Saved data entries
──────────────────────────────
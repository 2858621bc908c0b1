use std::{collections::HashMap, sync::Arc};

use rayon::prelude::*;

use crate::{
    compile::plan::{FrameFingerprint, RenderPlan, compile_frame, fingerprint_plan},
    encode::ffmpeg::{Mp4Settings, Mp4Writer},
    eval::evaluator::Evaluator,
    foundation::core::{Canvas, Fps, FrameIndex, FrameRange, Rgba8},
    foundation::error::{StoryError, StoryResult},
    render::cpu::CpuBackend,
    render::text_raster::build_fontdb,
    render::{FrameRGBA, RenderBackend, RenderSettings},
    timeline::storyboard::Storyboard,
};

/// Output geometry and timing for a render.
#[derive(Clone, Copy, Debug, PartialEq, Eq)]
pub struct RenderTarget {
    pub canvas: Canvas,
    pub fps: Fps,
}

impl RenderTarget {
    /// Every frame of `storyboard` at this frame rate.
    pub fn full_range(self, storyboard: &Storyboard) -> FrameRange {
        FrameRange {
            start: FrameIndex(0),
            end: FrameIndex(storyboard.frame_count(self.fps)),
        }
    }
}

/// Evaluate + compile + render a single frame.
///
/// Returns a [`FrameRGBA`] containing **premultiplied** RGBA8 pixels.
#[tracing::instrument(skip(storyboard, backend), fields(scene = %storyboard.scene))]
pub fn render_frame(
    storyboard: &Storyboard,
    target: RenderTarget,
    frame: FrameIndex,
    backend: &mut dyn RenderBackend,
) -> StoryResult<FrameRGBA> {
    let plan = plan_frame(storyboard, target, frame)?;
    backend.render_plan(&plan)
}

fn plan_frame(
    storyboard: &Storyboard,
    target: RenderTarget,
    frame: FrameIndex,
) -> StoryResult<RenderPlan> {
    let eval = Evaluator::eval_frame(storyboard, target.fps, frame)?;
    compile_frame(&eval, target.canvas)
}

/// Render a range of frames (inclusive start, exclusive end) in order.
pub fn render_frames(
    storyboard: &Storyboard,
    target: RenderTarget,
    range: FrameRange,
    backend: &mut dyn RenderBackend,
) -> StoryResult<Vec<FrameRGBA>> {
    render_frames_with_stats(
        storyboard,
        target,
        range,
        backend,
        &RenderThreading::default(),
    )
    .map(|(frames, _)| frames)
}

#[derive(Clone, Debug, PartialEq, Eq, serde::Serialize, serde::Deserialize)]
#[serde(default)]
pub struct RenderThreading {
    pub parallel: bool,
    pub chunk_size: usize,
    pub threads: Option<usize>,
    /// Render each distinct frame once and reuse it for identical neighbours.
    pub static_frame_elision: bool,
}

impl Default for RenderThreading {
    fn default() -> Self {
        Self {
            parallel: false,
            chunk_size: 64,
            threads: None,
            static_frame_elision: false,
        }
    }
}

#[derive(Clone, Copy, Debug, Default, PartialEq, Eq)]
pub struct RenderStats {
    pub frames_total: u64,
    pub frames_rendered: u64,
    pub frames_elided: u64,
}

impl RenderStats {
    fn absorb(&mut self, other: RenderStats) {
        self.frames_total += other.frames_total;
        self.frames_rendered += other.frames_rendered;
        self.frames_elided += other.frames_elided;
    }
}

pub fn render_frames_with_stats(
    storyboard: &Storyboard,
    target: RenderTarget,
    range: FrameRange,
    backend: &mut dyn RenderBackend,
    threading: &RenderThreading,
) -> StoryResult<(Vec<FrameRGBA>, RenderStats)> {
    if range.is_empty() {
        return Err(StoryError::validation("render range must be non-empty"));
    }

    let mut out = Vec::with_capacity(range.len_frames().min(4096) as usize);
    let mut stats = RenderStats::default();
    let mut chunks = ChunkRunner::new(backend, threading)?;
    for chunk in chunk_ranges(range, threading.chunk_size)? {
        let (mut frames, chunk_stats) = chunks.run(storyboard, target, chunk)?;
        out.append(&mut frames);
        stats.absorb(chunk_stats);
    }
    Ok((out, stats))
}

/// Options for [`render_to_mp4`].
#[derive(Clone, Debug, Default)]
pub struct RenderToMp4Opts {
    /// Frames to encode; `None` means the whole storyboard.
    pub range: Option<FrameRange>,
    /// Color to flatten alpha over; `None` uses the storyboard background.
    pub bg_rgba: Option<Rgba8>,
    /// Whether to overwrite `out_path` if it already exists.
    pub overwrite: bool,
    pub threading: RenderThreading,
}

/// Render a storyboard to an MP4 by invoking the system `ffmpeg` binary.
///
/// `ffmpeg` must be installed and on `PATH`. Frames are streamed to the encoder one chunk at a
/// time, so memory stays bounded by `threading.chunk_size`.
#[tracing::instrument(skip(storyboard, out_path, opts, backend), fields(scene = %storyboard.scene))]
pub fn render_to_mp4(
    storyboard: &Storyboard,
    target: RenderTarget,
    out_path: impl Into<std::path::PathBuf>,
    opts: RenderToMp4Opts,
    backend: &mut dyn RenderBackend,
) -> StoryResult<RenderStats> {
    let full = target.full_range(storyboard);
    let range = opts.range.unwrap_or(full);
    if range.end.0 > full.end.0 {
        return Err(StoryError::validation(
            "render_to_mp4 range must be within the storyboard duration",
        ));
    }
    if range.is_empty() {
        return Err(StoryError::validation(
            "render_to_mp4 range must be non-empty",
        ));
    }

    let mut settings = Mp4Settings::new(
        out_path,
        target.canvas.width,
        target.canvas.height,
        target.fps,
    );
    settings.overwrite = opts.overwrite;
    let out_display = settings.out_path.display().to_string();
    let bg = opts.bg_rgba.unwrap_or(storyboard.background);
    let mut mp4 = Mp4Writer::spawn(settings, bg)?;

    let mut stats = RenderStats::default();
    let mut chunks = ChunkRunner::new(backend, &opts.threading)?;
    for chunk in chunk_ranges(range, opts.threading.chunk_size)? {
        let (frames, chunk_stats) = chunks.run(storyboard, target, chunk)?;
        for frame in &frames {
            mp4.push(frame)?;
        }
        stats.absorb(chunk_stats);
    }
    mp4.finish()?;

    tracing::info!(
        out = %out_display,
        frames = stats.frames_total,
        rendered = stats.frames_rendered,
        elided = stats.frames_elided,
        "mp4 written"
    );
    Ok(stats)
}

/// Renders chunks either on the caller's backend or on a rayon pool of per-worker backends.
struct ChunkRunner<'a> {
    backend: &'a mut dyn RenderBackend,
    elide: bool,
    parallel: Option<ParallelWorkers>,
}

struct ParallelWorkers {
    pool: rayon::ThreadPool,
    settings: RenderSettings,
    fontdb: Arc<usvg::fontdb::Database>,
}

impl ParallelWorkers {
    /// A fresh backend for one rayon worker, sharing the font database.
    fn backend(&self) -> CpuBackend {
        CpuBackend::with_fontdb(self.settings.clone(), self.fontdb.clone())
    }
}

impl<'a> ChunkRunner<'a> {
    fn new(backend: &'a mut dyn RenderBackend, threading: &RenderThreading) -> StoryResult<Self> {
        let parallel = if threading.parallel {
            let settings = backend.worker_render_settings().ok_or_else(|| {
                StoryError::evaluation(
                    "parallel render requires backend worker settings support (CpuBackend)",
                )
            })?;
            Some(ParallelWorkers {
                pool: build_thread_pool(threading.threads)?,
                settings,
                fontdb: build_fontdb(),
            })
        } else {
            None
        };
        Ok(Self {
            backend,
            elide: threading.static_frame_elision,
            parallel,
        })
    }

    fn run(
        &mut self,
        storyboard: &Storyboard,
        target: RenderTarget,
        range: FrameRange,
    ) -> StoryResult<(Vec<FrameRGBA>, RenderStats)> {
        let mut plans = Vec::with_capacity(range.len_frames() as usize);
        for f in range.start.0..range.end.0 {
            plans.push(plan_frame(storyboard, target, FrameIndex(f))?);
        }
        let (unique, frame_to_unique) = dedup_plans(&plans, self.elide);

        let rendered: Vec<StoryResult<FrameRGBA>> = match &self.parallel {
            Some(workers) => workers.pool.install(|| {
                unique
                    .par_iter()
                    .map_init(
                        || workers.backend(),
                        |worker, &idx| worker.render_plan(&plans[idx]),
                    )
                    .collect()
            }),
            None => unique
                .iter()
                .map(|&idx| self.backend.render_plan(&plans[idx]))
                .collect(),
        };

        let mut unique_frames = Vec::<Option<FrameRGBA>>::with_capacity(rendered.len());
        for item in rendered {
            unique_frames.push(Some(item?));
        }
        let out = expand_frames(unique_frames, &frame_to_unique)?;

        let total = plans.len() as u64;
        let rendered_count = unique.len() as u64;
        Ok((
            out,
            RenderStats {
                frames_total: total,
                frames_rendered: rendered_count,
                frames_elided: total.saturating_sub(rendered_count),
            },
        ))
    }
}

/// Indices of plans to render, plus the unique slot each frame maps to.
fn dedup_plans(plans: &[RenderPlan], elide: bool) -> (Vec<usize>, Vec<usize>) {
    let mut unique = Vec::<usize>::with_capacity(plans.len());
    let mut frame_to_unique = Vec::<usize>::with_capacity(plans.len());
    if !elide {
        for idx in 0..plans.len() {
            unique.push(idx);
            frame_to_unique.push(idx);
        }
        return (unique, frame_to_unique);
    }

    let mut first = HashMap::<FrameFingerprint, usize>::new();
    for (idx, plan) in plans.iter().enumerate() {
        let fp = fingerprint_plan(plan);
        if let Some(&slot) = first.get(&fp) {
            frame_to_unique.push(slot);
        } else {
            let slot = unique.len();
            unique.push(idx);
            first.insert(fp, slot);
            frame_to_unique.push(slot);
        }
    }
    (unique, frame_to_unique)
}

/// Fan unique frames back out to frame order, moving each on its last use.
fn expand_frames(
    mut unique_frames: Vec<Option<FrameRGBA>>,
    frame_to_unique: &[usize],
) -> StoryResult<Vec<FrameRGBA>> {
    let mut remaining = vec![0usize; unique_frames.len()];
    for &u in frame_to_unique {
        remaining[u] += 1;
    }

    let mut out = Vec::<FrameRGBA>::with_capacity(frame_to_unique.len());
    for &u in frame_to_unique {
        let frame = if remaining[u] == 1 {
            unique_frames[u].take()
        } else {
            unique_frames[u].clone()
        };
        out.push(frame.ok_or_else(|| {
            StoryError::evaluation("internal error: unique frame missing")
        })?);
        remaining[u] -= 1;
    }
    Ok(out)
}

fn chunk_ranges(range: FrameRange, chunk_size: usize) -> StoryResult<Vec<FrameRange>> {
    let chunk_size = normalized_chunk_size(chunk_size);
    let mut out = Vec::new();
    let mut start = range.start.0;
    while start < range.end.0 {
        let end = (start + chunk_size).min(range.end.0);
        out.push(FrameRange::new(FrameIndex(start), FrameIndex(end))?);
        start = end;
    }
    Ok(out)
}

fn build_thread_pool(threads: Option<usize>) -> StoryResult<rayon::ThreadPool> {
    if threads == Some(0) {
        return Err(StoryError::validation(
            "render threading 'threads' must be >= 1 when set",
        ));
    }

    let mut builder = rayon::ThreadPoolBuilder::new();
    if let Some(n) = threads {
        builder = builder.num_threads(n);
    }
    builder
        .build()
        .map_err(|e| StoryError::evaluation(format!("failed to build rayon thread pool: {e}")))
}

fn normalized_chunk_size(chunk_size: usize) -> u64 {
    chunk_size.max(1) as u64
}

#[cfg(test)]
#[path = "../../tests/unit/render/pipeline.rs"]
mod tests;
──────────────────────────────
WHAT YOU NEED TO DO. Gather every line from the entries above where the word "first" appears, and copy them.

RESPONSE BOX.
    let mut first = HashMap::<FrameFingerprint, usize>::new();
        if let Some(&slot) = first.get(&fp) {
            first.insert(fp, slot);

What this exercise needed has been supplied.